Calibrer : nomme et valide la perte à voix haute. Ton reconnaissance peut être la seule que la personne reçoive — c'est déjà un soin puissant.
3 · Le style de deuil
Comment cette personne vit-elle sa peine ? (aucun style n'est meilleur)
« Tête / mains » (instrumental) : vit le deuil en agissant, en pensant ; peut sembler froid à tort.
Mixte : les deux, selon les moments.
Calibrer : adapte-toi à son style, ne lui impose pas le tien. Ne pousse pas un « tête/mains » à pleurer, ni un « cœur » à « se ressaisir ». Le deuilmètre l'aide à le repérer lui-même.
4 · Le réseau de soutien
Qui entoure cette personne — ou est-elle seule ?
Famille, amis, communauté d'église présents ou absents ? Un référent posé pour l'administratif ?
La personne isolée est plus à risque et demande un suivi plus rapproché.
Calibrer : mobilise l'entraide de l'église (roulement, repas, visites) et resserre ton calendrier de suivi si l'entourage est mince.
5 · Où en est-elle avec Dieu ?
Attention : tu n'évalues pas si elle a « trouvé un sens » à cette mort.
Colère contre Dieu, culpabilité, « pourquoi ? », foi ébranlée, ou foi qui porte ?
La colère contre Dieu n'est pas de l'incroyance : les Psaumes la portent, et le Christ l'a criée sur la croix. La lamentation n'est pas un péché (Peckham).

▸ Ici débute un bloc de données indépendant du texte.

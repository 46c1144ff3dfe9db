//! Lifecycle Manager - Background tasks for the message router
//!
//! Handles:
//! - Visibility timeout extension for long-running messages
//! - Memory health monitoring
//! - Consumer health monitoring
//! - Warning service cleanup
//! - Graceful shutdown coordination
//! - Configuration sync (when enabled)
//! - Standby/HA coordination (when enabled)

use std::sync::Arc;
use std::time::Duration;
use tokio::sync::broadcast;
use tracing::{info, warn, debug, error};

use fc_common::{WarningCategory, WarningSeverity};
use crate::manager::QueueManager;
use crate::health::HealthService;
use crate::warning::WarningService;
use crate::config_sync::{ConfigSyncService, spawn_config_sync_task};
use crate::standby::{StandbyProcessor, spawn_leadership_monitor};

/// Configuration for the lifecycle manager
#[derive(Debug, Clone)]
pub struct LifecycleConfig {
    /// Interval for visibility extension checks
    pub visibility_extension_interval: Duration,
    /// Interval for memory health checks
    pub memory_health_interval: Duration,
    /// Interval for consumer health checks
    pub consumer_health_interval: Duration,
    /// Interval for warning service cleanup
    pub warning_cleanup_interval: Duration,
    /// Interval for health report generation
    pub health_report_interval: Duration,
    /// Consumer restart delay after detecting a stall
    pub consumer_restart_delay: Duration,
}

impl Default for LifecycleConfig {
    fn default() -> Self {
        Self {
            visibility_extension_interval: Duration::from_secs(55),
            memory_health_interval: Duration::from_secs(60),
            consumer_health_interval: Duration::from_secs(30),
            warning_cleanup_interval: Duration::from_secs(300),  // 5 minutes
            health_report_interval: Duration::from_secs(60),
            consumer_restart_delay: Duration::from_secs(5),
        }
    }
}

/// Manages lifecycle tasks for the message router
pub struct LifecycleManager {
    shutdown_tx: broadcast::Sender<()>,
    warning_service: Arc<WarningService>,
    health_service: Arc<HealthService>,
    /// Optional config sync service
    config_sync: Option<Arc<ConfigSyncService>>,
    /// Optional standby processor
    standby: Option<Arc<StandbyProcessor>>,
}

impl LifecycleManager {
    /// Create a new lifecycle manager without starting tasks
    pub fn new(
        warning_service: Arc<WarningService>,
        health_service: Arc<HealthService>,
    ) -> Self {
        let (shutdown_tx, _) = broadcast::channel(1);
        Self {
            shutdown_tx,
            warning_service,
            health_service,
            config_sync: None,
            standby: None,
        }
    }

    /// Start all lifecycle tasks
    pub fn start(
        manager: Arc<QueueManager>,
        warning_service: Arc<WarningService>,
        health_service: Arc<HealthService>,
        config: LifecycleConfig,
    ) -> Self {
        let (shutdown_tx, _) = broadcast::channel(1);

        // Visibility timeout extender
        {
            let manager = manager.clone();
            let _warning_service = warning_service.clone();
            let mut shutdown_rx = shutdown_tx.subscribe();
            let interval = config.visibility_extension_interval;

            tokio::spawn(async move {
                let mut ticker = tokio::time::interval(interval);

                loop {
                    tokio::select! {
                        _ = ticker.tick() => {
                            debug!("Running visibility extension check");
                            manager.extend_visibility_for_long_running().await;
                        }
                        _ = shutdown_rx.recv() => {
                            info!("Visibility extender shutting down");
                            break;
                        }
                    }
                }
            });
        }

        // Memory health monitor
        {
            let manager = manager.clone();
            let warning_service = warning_service.clone();
            let mut shutdown_rx = shutdown_tx.subscribe();
            let interval = config.memory_health_interval;

            tokio::spawn(async move {
                let mut ticker = tokio::time::interval(interval);

                loop {
                    tokio::select! {
                        _ = ticker.tick() => {
                            if !manager.check_memory_health() {
                                warn!("Memory health check failed - potential leak detected");
                                warning_service.add_warning(
                                    WarningCategory::Resource,
                                    WarningSeverity::Error,
                                    "Potential memory leak detected - in_pipeline map is large".to_string(),
                                    "LifecycleManager".to_string(),
                                );
                            }
                        }
                        _ = shutdown_rx.recv() => {
                            info!("Memory health monitor shutting down");
                            break;
                        }
                    }
                }
            });
        }

        // Consumer health monitor with auto-restart
        {
            let manager = manager.clone();
            let health_service = health_service.clone();
            let warning_service = warning_service.clone();
            let mut shutdown_rx = shutdown_tx.subscribe();
            let interval = config.consumer_health_interval;
            let restart_delay = config.consumer_restart_delay;

            tokio::spawn(async move {
                let mut ticker = tokio::time::interval(interval);
                let mut restart_attempts: std::collections::HashMap<String, u32> = std::collections::HashMap::new();
                const MAX_RESTART_ATTEMPTS: u32 = 3;

                loop {
                    tokio::select! {
                        _ = ticker.tick() => {
                            let stalled = health_service.get_stalled_consumers();
                            for consumer_id in stalled {
                                let attempts = restart_attempts.entry(consumer_id.clone()).or_insert(0);

                                if *attempts < MAX_RESTART_ATTEMPTS {
                                    warn!(
                                        consumer_id = %consumer_id,
                                        attempt = *attempts + 1,
                                        max_attempts = MAX_RESTART_ATTEMPTS,
                                        "Stalled consumer detected, attempting restart"
                                    );

                                    warning_service.add_warning(
                                        WarningCategory::ConsumerHealth,
                                        WarningSeverity::Warn,
                                        format!("Consumer {} is stalled, restart attempt {}", consumer_id, *attempts + 1),
                                        "LifecycleManager".to_string(),
                                    );

                                    // Wait before restart
                                    tokio::time::sleep(restart_delay).await;

                                    // Attempt restart
                                    if manager.restart_consumer(&consumer_id).await {
                                        *attempts += 1;
                                        info!(consumer_id = %consumer_id, "Consumer restart initiated");
                                    }
                                } else {
                                    // Max attempts reached - critical warning
                                    error!(
                                        consumer_id = %consumer_id,
                                        attempts = *attempts,
                                        "Consumer restart attempts exhausted"
                                    );

                                    warning_service.add_warning(
                                        WarningCategory::ConsumerHealth,
                                        WarningSeverity::Critical,
                                        format!("Consumer {} restart failed after {} attempts", consumer_id, *attempts),
                                        "LifecycleManager".to_string(),
                                    );
                                }
                            }

                            // Clear restart attempts for healthy consumers
                            let healthy_consumers: Vec<String> = restart_attempts.keys()
                                .filter(|id| !health_service.get_stalled_consumers().contains(id))
                                .cloned()
                                .collect();
                            for id in healthy_consumers {
                                restart_attempts.remove(&id);
                            }
                        }
                        _ = shutdown_rx.recv() => {
                            info!("Consumer health monitor shutting down");
                            break;
                        }
                    }
                }
            });
        }

        // Warning service cleanup
        {
            let warning_service = warning_service.clone();
            let mut shutdown_rx = shutdown_tx.subscribe();
            let interval = config.warning_cleanup_interval;

            tokio::spawn(async move {
                let mut ticker = tokio::time::interval(interval);

                loop {
                    tokio::select! {
                        _ = ticker.tick() => {
                            debug!("Running warning service cleanup");
                            warning_service.cleanup();
                        }
                        _ = shutdown_rx.recv() => {
                            info!("Warning cleanup task shutting down");
                            break;
                        }
                    }
                }
            });
        }

        // Health report logger
        {
            let manager = manager.clone();
            let health_service = health_service.clone();
            let mut shutdown_rx = shutdown_tx.subscribe();
            let interval = config.health_report_interval;

            tokio::spawn(async move {
                let mut ticker = tokio::time::interval(interval);

                loop {
                    tokio::select! {
                        _ = ticker.tick() => {
                            let pool_stats = manager.get_pool_stats();
                            let report = health_service.get_health_report(&pool_stats);

                            if !report.issues.is_empty() {
                                warn!(
                                    status = ?report.status,
                                    issues = ?report.issues,
                                    "Health report"
                                );
                            } else {
                                debug!(status = ?report.status, "Health report: OK");
                            }
                        }
                        _ = shutdown_rx.recv() => {
                            info!("Health report logger shutting down");
                            break;
                        }
                    }
                }
            });
        }

        info!("Lifecycle manager started with all background tasks");

        Self {
            shutdown_tx,
            warning_service,
            health_service,
            config_sync: None,
            standby: None,
        }
    }

    /// Start lifecycle tasks with optional config sync and standby support
    pub fn start_with_features(
        manager: Arc<QueueManager>,
        warning_service: Arc<WarningService>,
        health_service: Arc<HealthService>,
        config: LifecycleConfig,
        config_sync: Option<Arc<ConfigSyncService>>,
        standby: Option<Arc<StandbyProcessor>>,
    ) -> Self {
        // Start the base lifecycle manager
        let mut lifecycle = Self::start(manager, warning_service, health_service, config);

        // Start config sync task if provided and enabled
        if let Some(ref sync_service) = config_sync {
            if sync_service.is_enabled() {
                info!("Starting configuration sync background task");
                spawn_config_sync_task(sync_service.clone(), lifecycle.shutdown_tx.clone());
            }
        }

        // Start leadership monitor if standby is enabled
        if let Some(ref standby_proc) = standby {
            if standby_proc.is_standby_enabled() {
                info!("Starting leadership monitor background task");
                spawn_leadership_monitor(standby_proc.clone(), lifecycle.shutdown_tx.clone());
            }
        }

        lifecycle.config_sync = config_sync;
        lifecycle.standby = standby;

        lifecycle
    }

    /// Get warning service reference
    pub fn warning_service(&self) -> &Arc<WarningService> {
        &self.warning_service
    }

    /// Get health service reference
    pub fn health_service(&self) -> &Arc<HealthService> {
        &self.health_service
    }

    /// Get config sync service reference if available
    pub fn config_sync(&self) -> Option<&Arc<ConfigSyncService>> {
        self.config_sync.as_ref()
    }

    /// Get standby processor reference if available
    pub fn standby(&self) -> Option<&Arc<StandbyProcessor>> {
        self.standby.as_ref()
    }

    /// Check if this instance should process messages (respects standby mode)
    pub fn should_process(&self) -> bool {
        match &self.standby {
            Some(standby) => standby.should_process(),
            None => true, // No standby = always process
        }
    }

    /// Check if this instance is the leader
    pub fn is_leader(&self) -> bool {
        match &self.standby {
            Some(standby) => standby.is_leader(),
            None => true, // No standby = always leader
        }
    }

    /// Signal shutdown to all lifecycle tasks
    pub async fn shutdown(&self) {
        info!("Lifecycle manager shutting down...");

        // Shutdown standby processor first
        if let Some(ref standby) = self.standby {
            standby.shutdown().await;
        }

        // Signal all tasks to stop
        let _ = self.shutdown_tx.send(());
    }

    /// Get the shutdown sender for spawning additional tasks
    pub fn shutdown_sender(&self) -> broadcast::Sender<()> {
        self.shutdown_tx.clone()
    }
}

#[cfg(test)]
mod tests {
    use super::*;

    #[test]
    fn test_default_config() {
        let config = LifecycleConfig::default();
        assert_eq!(config.visibility_extension_interval, Duration::from_secs(55));
        assert_eq!(config.memory_health_interval, Duration::from_secs(60));
    }
}
use std::{cell::RefCell, collections::VecDeque, rc::Rc};

use http::StatusCode;
use leptos_keycloak_session::{HttpTransport, TransportError, url::Url};

/// One recorded call: the requested url and the bearer token sent along, if any.
#[derive(Debug, Clone, PartialEq, Eq)]
pub struct RecordedCall {
    pub url: Url,
    pub bearer_token: Option<String>,
}

#[derive(Default)]
struct State {
    responses: VecDeque<Result<serde_json::Value, TransportError>>,
    calls: Vec<RecordedCall>,
}

/// Scripted resource server. Clones share their script and call log.
#[derive(Clone, Default)]
pub struct MockTransport {
    state: Rc<RefCell<State>>,
}

pub fn message(text: &str) -> Result<serde_json::Value, TransportError> {
    Ok(serde_json::json!({ "message": text }))
}

pub fn status(status: StatusCode) -> Result<serde_json::Value, TransportError> {
    Err(TransportError::Status { status })
}

pub fn unauthorized() -> Result<serde_json::Value, TransportError> {
    status(StatusCode::UNAUTHORIZED)
}

impl MockTransport {
    pub fn with_responses(
        responses: impl IntoIterator<Item = Result<serde_json::Value, TransportError>>,
    ) -> Self {
        let transport = Self::default();
        transport.state.borrow_mut().responses.extend(responses);
        transport
    }

    pub fn calls(&self) -> Vec<RecordedCall> {
        self.state.borrow().calls.clone()
    }

    pub fn call_count(&self) -> usize {
        self.state.borrow().calls.len()
    }
}

impl HttpTransport for MockTransport {
    async fn get(
        &self,
        url: &Url,
        bearer_token: Option<&str>,
    ) -> Result<serde_json::Value, TransportError> {
        let mut state = self.state.borrow_mut();
        state.calls.push(RecordedCall {
            url: url.clone(),
            bearer_token: bearer_token.map(str::to_owned),
        });
        state.responses.pop_front().unwrap_or_else(|| {
            Err(TransportError::Network {
                reason: "no scripted response left".to_owned(),
            })
        })
    }
}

La culpabilité de prière — cherche-la, elle est silencieuse. La famille a-t-elle prié pour la guérison ? Si oui, quelqu'un pense probablement : « je n'ai pas eu assez de foi ». Personne ne te le dira spontanément.
Calibrer : accueille la question sans y répondre trop vite (voir « Posture » : consoler d'abord).
N'attends d'elle aucun sens : tu n'as pas à affirmer qu'il y a un bien caché dans cette mort — et elle n'a pas à le trouver (Peckham, Theodicy of Love).
Si tu détectes la culpabilité de prière : pose Gethsémané. Le Christ a demandé que la coupe passe ; elle n'est pas passée ; sa foi était parfaite. Une prière non exaucée ne prouve aucun manque de foi. La règle des amis de Job : ils étaient sûrs d'eux — et dans l'erreur. À la fin, c'est eux que Dieu reprend. Le consolateur qui explique n'est pas neutre : il rejoue leur rôle. (Voir Face à la souffrance.)
6 · Les signaux — faut-il orienter ?
D'après les « signaux de vigilance et d'alerte » de Doka. Ta prière et ton suivi n'excluent pas le soin professionnel : ils l'accompagnent.
Jaunes (vigilance, en parler) : identification excessive au défunt, objets « magiques » qui envahissent la vie, incapacité durable à évoquer la perte sans s'effondrer, symptômes physiques persistants.
Rouges (orienter vers un professionnel) : négligence de soi, dépression qui dure au-delà de deux semaines (tristesse et désespoir sans répit), abus d'alcool ou de médicaments, agressivité destructrice, pensées ou propos suicidaires → sans délai.
La synthèse — trois questions pour toi
1. Qu'est-ce qui rend CE deuil singulier ? (type, reconnaissance, style, soutien, foi)
2. Comment j'ajuste ma présence ? (rythme du suivi, ton, ce que je dis / diffère)
3. Est-ce que je dois passer la main ? Un signal rouge : j'oriente, avec douceur, sans dramatiser — et je reste présent à côté du soin.